Entries taken from a collection:
=====

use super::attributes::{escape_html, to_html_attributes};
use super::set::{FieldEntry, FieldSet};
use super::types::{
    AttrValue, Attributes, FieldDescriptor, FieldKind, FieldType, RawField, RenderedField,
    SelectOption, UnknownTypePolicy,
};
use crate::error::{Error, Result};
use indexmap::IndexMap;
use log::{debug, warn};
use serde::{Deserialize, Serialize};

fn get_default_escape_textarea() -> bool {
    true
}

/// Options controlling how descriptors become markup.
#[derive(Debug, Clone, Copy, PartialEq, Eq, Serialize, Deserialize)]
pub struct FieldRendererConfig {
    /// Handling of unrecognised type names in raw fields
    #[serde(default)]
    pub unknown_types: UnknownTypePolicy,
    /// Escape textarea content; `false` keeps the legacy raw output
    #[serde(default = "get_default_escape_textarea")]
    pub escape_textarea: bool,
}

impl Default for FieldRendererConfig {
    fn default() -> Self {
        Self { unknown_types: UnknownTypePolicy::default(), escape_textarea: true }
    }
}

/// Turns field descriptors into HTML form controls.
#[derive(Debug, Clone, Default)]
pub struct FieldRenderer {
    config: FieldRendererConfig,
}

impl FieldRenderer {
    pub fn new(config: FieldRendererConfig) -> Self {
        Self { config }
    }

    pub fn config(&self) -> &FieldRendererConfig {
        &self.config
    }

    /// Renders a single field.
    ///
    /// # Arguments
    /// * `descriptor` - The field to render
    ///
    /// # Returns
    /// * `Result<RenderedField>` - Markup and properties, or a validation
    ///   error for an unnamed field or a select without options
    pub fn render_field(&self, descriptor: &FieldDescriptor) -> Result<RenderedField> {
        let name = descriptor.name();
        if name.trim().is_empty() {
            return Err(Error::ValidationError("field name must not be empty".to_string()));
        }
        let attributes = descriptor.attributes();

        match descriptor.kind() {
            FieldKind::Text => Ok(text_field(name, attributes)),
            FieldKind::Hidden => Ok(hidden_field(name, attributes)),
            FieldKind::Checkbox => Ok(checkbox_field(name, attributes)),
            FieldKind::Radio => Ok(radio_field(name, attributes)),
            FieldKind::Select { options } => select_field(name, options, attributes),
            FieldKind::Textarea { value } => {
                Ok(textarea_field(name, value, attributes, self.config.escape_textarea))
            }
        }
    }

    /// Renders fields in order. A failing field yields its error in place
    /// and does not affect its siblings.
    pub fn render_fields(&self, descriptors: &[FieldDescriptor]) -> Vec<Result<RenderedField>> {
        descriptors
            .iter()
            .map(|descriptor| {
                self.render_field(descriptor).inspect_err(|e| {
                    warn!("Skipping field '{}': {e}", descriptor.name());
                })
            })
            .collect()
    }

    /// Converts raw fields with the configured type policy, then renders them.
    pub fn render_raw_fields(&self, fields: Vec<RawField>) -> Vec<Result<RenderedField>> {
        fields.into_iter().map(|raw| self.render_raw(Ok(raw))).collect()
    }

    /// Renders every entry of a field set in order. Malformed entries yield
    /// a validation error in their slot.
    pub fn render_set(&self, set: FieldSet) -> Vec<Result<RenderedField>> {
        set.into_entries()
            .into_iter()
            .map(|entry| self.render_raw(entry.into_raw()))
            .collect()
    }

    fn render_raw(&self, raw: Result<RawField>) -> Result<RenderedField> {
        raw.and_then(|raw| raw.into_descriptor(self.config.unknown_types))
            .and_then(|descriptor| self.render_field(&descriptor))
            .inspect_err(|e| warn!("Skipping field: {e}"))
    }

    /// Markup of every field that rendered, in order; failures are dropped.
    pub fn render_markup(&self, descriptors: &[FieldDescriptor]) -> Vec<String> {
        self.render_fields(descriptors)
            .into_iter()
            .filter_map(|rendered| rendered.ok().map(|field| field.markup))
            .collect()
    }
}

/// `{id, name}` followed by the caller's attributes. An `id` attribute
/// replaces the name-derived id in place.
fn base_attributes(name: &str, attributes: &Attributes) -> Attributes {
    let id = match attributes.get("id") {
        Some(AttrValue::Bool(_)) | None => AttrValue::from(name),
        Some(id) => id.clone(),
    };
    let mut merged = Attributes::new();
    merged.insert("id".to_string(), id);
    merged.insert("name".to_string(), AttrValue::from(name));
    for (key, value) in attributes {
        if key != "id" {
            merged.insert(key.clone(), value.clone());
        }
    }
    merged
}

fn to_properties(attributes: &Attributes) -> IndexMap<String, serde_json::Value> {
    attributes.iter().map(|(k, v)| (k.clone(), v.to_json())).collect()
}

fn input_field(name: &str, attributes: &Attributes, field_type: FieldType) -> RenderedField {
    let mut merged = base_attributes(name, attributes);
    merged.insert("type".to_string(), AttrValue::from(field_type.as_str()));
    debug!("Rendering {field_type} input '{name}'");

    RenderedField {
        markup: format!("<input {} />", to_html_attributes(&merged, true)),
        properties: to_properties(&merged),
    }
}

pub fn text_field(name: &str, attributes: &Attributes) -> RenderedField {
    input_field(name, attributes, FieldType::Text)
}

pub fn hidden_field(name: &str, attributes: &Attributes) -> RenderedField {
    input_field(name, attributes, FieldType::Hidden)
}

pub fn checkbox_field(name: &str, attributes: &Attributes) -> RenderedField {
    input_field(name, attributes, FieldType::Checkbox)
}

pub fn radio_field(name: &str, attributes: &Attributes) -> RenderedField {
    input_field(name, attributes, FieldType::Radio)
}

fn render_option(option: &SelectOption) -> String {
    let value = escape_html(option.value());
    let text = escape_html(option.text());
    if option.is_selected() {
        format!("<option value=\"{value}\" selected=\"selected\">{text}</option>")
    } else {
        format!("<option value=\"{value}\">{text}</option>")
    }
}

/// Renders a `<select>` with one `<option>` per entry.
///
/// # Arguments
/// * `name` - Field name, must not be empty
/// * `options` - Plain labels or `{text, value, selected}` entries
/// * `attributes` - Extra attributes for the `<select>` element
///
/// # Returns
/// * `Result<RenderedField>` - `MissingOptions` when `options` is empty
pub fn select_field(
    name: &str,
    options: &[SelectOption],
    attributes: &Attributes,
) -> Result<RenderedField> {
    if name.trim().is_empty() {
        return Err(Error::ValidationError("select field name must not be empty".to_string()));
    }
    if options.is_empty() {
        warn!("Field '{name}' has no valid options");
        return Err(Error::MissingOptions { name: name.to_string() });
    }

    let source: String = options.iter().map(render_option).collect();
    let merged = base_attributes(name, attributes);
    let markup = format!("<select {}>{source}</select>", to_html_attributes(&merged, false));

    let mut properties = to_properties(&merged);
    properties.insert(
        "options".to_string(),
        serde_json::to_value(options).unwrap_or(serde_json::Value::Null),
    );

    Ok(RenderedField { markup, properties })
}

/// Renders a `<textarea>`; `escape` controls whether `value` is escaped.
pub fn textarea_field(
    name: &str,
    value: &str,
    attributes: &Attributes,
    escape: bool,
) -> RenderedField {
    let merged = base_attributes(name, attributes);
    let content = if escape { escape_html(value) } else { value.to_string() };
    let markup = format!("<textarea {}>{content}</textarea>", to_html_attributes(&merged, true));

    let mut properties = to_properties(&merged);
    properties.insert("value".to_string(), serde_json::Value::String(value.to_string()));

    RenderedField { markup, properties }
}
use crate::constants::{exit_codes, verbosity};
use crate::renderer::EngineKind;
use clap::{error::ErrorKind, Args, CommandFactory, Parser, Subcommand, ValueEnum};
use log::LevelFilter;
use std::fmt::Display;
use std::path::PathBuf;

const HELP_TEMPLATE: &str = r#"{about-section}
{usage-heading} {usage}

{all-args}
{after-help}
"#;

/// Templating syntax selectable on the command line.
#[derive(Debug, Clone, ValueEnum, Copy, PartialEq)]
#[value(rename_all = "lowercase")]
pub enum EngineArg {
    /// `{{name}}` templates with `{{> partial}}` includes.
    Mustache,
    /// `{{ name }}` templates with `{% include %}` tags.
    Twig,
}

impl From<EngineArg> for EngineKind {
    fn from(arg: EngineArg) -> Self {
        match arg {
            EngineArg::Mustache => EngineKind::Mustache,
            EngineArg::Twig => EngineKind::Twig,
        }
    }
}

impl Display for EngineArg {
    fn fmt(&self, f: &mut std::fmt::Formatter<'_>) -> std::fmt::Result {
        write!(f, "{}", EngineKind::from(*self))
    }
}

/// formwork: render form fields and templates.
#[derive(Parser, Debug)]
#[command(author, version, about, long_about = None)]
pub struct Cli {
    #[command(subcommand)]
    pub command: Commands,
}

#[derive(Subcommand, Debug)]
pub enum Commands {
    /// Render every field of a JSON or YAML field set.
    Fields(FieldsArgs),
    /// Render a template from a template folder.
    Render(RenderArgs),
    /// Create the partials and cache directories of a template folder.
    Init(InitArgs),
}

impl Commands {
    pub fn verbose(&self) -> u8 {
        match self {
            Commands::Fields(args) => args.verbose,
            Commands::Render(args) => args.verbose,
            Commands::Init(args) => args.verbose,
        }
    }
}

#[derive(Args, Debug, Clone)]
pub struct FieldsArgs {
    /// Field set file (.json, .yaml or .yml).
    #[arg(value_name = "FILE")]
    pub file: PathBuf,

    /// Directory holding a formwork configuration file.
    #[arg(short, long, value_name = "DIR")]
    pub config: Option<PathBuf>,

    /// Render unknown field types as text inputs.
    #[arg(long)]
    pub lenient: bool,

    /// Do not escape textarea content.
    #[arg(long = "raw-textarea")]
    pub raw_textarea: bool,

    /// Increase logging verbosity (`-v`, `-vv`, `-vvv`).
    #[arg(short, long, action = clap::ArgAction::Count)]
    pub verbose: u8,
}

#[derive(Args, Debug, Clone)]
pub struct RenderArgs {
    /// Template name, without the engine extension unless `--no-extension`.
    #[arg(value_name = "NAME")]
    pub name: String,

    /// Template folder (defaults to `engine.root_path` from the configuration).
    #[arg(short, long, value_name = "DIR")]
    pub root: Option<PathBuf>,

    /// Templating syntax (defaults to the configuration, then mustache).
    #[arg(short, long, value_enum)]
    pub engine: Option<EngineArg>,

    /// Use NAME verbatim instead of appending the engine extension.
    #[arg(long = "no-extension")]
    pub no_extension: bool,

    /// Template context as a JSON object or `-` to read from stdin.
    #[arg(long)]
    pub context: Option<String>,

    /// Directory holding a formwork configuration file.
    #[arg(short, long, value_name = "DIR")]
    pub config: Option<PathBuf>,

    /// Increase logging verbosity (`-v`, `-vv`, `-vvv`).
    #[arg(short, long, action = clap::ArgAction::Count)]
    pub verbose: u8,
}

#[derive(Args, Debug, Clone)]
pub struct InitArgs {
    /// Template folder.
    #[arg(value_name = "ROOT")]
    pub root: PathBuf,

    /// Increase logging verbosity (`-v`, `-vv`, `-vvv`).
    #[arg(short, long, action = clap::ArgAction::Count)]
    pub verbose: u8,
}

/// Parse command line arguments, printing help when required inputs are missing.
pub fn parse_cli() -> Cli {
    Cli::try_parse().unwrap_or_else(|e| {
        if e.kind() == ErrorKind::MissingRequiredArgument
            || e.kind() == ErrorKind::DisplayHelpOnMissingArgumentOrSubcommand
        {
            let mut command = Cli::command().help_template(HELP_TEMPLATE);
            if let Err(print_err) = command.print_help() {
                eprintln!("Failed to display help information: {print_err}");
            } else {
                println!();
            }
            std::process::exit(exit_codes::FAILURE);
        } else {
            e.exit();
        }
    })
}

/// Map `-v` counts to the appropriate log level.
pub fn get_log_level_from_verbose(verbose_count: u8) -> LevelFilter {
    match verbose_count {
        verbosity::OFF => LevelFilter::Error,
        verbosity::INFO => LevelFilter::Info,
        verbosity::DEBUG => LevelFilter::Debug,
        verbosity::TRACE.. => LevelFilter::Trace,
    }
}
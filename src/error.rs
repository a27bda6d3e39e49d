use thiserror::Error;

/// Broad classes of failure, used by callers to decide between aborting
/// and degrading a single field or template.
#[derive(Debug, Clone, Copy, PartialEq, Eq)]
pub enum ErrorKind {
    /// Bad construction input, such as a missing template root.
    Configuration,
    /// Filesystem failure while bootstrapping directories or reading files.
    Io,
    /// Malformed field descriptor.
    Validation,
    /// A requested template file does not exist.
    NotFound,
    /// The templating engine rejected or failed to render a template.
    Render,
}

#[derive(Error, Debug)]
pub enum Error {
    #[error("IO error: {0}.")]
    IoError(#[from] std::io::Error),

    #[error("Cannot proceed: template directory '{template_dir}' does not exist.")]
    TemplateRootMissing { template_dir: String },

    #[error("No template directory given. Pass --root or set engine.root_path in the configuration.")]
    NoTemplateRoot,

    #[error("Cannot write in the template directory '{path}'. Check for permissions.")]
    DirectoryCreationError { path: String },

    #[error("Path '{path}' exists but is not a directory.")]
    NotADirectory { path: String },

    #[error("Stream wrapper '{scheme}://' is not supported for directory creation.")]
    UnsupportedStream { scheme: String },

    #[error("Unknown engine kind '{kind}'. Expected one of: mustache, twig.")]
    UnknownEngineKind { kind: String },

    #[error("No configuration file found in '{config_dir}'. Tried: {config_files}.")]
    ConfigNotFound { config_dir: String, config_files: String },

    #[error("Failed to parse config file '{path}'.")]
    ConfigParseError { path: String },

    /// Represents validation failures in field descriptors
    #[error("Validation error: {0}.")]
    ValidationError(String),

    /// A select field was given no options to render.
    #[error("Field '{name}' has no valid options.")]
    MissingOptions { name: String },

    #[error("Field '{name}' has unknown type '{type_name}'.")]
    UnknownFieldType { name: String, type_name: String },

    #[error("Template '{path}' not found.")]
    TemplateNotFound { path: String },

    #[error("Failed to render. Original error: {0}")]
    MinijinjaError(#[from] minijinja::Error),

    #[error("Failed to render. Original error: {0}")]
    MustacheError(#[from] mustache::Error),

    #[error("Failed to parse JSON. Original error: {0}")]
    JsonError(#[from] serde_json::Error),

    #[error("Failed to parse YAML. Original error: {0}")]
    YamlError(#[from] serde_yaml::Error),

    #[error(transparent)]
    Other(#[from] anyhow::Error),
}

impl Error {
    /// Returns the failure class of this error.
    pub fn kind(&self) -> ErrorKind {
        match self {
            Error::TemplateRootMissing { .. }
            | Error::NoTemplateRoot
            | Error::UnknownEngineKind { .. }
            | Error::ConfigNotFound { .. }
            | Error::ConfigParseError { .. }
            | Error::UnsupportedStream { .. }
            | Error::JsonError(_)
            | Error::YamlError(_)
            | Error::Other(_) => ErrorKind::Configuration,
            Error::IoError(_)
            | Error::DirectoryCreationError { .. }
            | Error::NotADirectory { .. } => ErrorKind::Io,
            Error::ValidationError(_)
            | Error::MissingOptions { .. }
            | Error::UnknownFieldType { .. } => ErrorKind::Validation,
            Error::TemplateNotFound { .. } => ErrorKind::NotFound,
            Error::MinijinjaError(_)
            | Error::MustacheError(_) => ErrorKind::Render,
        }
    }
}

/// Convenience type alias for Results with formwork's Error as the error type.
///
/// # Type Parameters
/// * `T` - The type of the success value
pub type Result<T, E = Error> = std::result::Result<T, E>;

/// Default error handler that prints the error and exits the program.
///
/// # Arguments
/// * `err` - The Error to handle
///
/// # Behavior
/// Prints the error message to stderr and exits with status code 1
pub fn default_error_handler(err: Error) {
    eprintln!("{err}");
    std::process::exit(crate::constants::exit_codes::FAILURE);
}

=====

### What you have to do:
Output only an exact transcription of the lines above from the one with "descriptors become markup." up to and including the one with "fn default() ->".

### Reply:
/// Options controlling how descriptors become markup.
#[derive(Debug, Clone, Copy, PartialEq, Eq, Serialize, Deserialize)]
pub struct FieldRendererConfig {
    /// Handling of unrecognised type names in raw fields
    #[serde(default)]
    pub unknown_types: UnknownTypePolicy,
    /// Escape textarea content; `false` keeps the legacy raw output
    #[serde(default = "get_default_escape_textarea")]
    pub escape_textarea: bool,
}

impl Default for FieldRendererConfig {
    fn default() -> Self {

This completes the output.